• Logo_picleg
  • Quae
  • INRAE

Pseudoidium neolycopersici (L. Kiss) L. Kiss

External powdery mildew

 


- classification : Fungi, Ascomycota, Leotiomycetes, Leotiomycetidae, Erysiphales, Erysiphaceae
- téléomorphe : Erysiphe

-synonyme :  Oidium neolycopersici  L. Kiss, (2001)

- English name: powdery mildew, white mold


This new tomato powdery mildew , very different from Leveillula taurica , has been talking about it for two decades in many countries around the world , in Europe, Africa, north and south of the American continent, and in Asia. In Europe, it would have appeared chronologically at the beginning of the 1980s in the Netherlands, Great Britain (1987), Belgium, Switzerland (1987), Germany (1987-1988), Czechoslovakia (1988), Italy (1989) and would have spread towards the Mediterranean basin, in Crete (1990). It would have established itself later in the United States and Canada during the 1990s and under unknown methods.

This powdery mildew, which has the unfortunate tendency to spread rapidly in new affected production areas, or even in countries where it is emerging, can cause considerable damage if no measures are taken to control it. It is found both under shelters and in the open field.

It was introduced in France in 1986 in the Orleans region through young tomato plants imported from the Netherlands. Subsequently, it spread to all production areas, attacking under cover tomato crops almost all year round.

It is now feared by greenhouse growers who are often obliged to implement intensive preventive chemical control at certain times of the year.


The identification of Pseudoidium neolycopersici , the sexual form of which has never been observed, has given rise to much confusion in the past. Thus, several other names could be attributed to it erroneously: Erysiphe orontii Cast., Erysiphe polygoni DC, Erysiphe cichoracearum DC, possibly Oidium lycopersicum Cooke & Massee Emend. Noordeloos. Studies, particularly on samples from several herbaria, have shown that in many cases we already have to do with Oidium neolycopersici (subgenus Pseudoidium ). This fungus is therefore not that recent; for example, its presence in Asia dates back at least fifty years.

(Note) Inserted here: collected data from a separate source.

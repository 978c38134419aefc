use serde::Deserialize;

/// Top-level configuration settings for the bus.
#[derive(Debug, Deserialize, Clone, PartialEq)]
pub struct Settings {
    pub broker: BrokerSettings,
    pub dlq: DlqSettings,
    pub persistence: PersistenceSettings,
    pub bus: BusSettings,
    pub logging: LoggingSettings,
}

/// Queue sizing and flow control for the in-memory broker.
#[derive(Debug, Deserialize, Clone, PartialEq)]
pub struct BrokerSettings {
    pub max_queue_size: usize,
    pub backpressure_threshold: f64,
    pub backpressure_delay_ms: u64,
    pub idle_poll_ms: u64,
}

#[derive(Debug, Deserialize, Clone, PartialEq)]
pub struct DlqSettings {
    pub enabled: bool,
    pub max_size: usize,
    pub max_retries: u32,
}

/// Sled-backed message store. Off unless enabled.
#[derive(Debug, Deserialize, Clone, PartialEq)]
pub struct PersistenceSettings {
    pub enabled: bool,
    pub path: String,
    pub max_messages_per_topic: Option<usize>,
}

#[derive(Debug, Deserialize, Clone, PartialEq)]
pub struct BusSettings {
    pub request_timeout_ms: u64,
    pub auto_inject_trace: bool,
    pub sender: Option<String>,
}

#[derive(Debug, Deserialize, Clone, PartialEq)]
pub struct LoggingSettings {
    pub level: String,
}

/// Partial configuration settings loaded from files or environment.
///
/// Allows partial specification of settings. Missing values are filled from defaults.
#[derive(Debug, Default, Deserialize)]
pub struct PartialSettings {
    pub broker: Option<PartialBrokerSettings>,
    pub dlq: Option<PartialDlqSettings>,
    pub persistence: Option<PartialPersistenceSettings>,
    pub bus: Option<PartialBusSettings>,
    pub logging: Option<PartialLoggingSettings>,
}

#[derive(Debug, Default, Deserialize)]
pub struct PartialBrokerSettings {
    pub max_queue_size: Option<usize>,
    pub backpressure_threshold: Option<f64>,
    pub backpressure_delay_ms: Option<u64>,
    pub idle_poll_ms: Option<u64>,
}

#[derive(Debug, Default, Deserialize)]
pub struct PartialDlqSettings {
    pub enabled: Option<bool>,
    pub max_size: Option<usize>,
    pub max_retries: Option<u32>,
}

#[derive(Debug, Default, Deserialize)]
pub struct PartialPersistenceSettings {
    pub enabled: Option<bool>,
    pub path: Option<String>,
    pub max_messages_per_topic: Option<usize>,
}

#[derive(Debug, Default, Deserialize)]
pub struct PartialBusSettings {
    pub request_timeout_ms: Option<u64>,
    pub auto_inject_trace: Option<bool>,
    pub sender: Option<String>,
}

#[derive(Debug, Default, Deserialize)]
pub struct PartialLoggingSettings {
    pub level: Option<String>,
}

impl Default for Settings {
    fn default() -> Self {
        Self {
            broker: BrokerSettings {
                max_queue_size: 10_000,
                backpressure_threshold: 0.8,
                backpressure_delay_ms: 10,
                idle_poll_ms: 10,
            },
            dlq: DlqSettings {
                enabled: true,
                max_size: 10_000,
                max_retries: 3,
            },
            persistence: PersistenceSettings {
                enabled: false,
                path: "agentbus_db".to_string(),
                max_messages_per_topic: None,
            },
            bus: BusSettings {
                request_timeout_ms: 30_000,
                auto_inject_trace: true,
                sender: None,
            },
            logging: LoggingSettings {
                level: "info".to_string(),
            },
        }
    }
}

impl Settings {
    /// Fill every value missing from `partial` with the default.
    pub fn merged(partial: PartialSettings) -> Self {
        let default = Settings::default();
        let broker = partial.broker.unwrap_or_default();
        let dlq = partial.dlq.unwrap_or_default();
        let persistence = partial.persistence.unwrap_or_default();
        let bus = partial.bus.unwrap_or_default();
        let logging = partial.logging.unwrap_or_default();

        Settings {
            broker: BrokerSettings {
                max_queue_size: broker.max_queue_size.unwrap_or(default.broker.max_queue_size),
                backpressure_threshold: broker
                    .backpressure_threshold
                    .unwrap_or(default.broker.backpressure_threshold),
                backpressure_delay_ms: broker
                    .backpressure_delay_ms
                    .unwrap_or(default.broker.backpressure_delay_ms),
                idle_poll_ms: broker.idle_poll_ms.unwrap_or(default.broker.idle_poll_ms),
            },
            dlq: DlqSettings {
                enabled: dlq.enabled.unwrap_or(default.dlq.enabled),
                max_size: dlq.max_size.unwrap_or(default.dlq.max_size),
                max_retries: dlq.max_retries.unwrap_or(default.dlq.max_retries),
            },
            persistence: PersistenceSettings {
                enabled: persistence.enabled.unwrap_or(default.persistence.enabled),
                path: persistence.path.unwrap_or(default.persistence.path),
                max_messages_per_topic: persistence
                    .max_messages_per_topic
                    .or(default.persistence.max_messages_per_topic),
            },
            bus: BusSettings {
                request_timeout_ms: bus
                    .request_timeout_ms
                    .unwrap_or(default.bus.request_timeout_ms),
                auto_inject_trace: bus
                    .auto_inject_trace
                    .unwrap_or(default.bus.auto_inject_trace),
                sender: bus.sender.or(default.bus.sender),
            },
            logging: LoggingSettings {
                level: logging.level.unwrap_or(default.logging.level),
            },
        }
    }
}
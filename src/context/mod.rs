//! Ambient trace context
//!
//! The bus stamps outgoing messages with the trace of whatever task publishes
//! them. [`TaskLocalTraceContext`] reads that trace from a tokio task-local set
//! by [`with_trace`]; other propagation schemes implement [`TraceContext`].

use std::future::Future;

use serde::{Deserialize, Serialize};

use crate::message::{Message, new_id};

tokio::task_local! {
    static CURRENT_TRACE: TraceInfo;
}

#[derive(Debug, Clone, PartialEq, Eq, Serialize, Deserialize)]
pub struct TraceInfo {
    pub trace_id: String,
    pub span_id: String,
    #[serde(default, skip_serializing_if = "Option::is_none")]
    pub parent_span_id: Option<String>,
}

impl TraceInfo {
    /// Start a new trace.
    pub fn new_root() -> Self {
        Self {
            trace_id: new_id(),
            span_id: new_id(),
            parent_span_id: None,
        }
    }

    /// A new span in the same trace whose parent is this span.
    pub fn child(&self) -> Self {
        Self {
            trace_id: self.trace_id.clone(),
            span_id: new_id(),
            parent_span_id: Some(self.span_id.clone()),
        }
    }

    /// The trace carried by a received message, if it has one.
    ///
    /// A message without a span id still continues its trace under a fresh span.
    pub fn from_message(message: &Message) -> Option<Self> {
        let trace_id = message.trace_id.clone()?;
        Some(Self {
            trace_id,
            span_id: message.span_id.clone().unwrap_or_else(new_id),
            parent_span_id: message.parent_span_id.clone(),
        })
    }
}

pub trait TraceContext: Send + Sync {
    fn current_trace(&self) -> Option<TraceInfo>;
}

#[derive(Debug, Clone, Copy, Default)]
pub struct TaskLocalTraceContext;

impl TraceContext for TaskLocalTraceContext {
    fn current_trace(&self) -> Option<TraceInfo> {
        CURRENT_TRACE.try_with(Clone::clone).ok()
    }
}

/// Run `fut` with `info` as its ambient trace.
pub async fn with_trace<F>(info: TraceInfo, fut: F) -> F::Output
where
    F: Future,
{
    CURRENT_TRACE.scope(info, fut).await
}

/// The ambient trace of the current task, if any.
pub fn current_trace() -> Option<TraceInfo> {
    TaskLocalTraceContext.current_trace()
}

It should be noted that a different powdery mildew species is particularly prevalent in Australia; this is Oidium lycopersici Cooke & Massee, Grevillea (subgenus reticuloidium ). The symptoms it causes on tomatoes are quite comparable to those due to P. neolycopersici . This species has been present in this country since 1888. It is said to be close to O. longipes Noordel. & Loer. affecting eggplant, but also Cyphomandra sp., tobacco and petunia.

The situation of powdery mildew species infested with tomato in the world is probably not yet definitively clarified if one already refers to the differences in pathogenicity reported for P. neolycopersici , whether in terms of host spectrum or virulence. Moreover, a recent work carried out in Australia made it possible to highlight on tomato a species suspected of being Golovinomyces biocellatus (Ehrenb.) VP Heluta (1988), previously known mainly on Lamiaceae.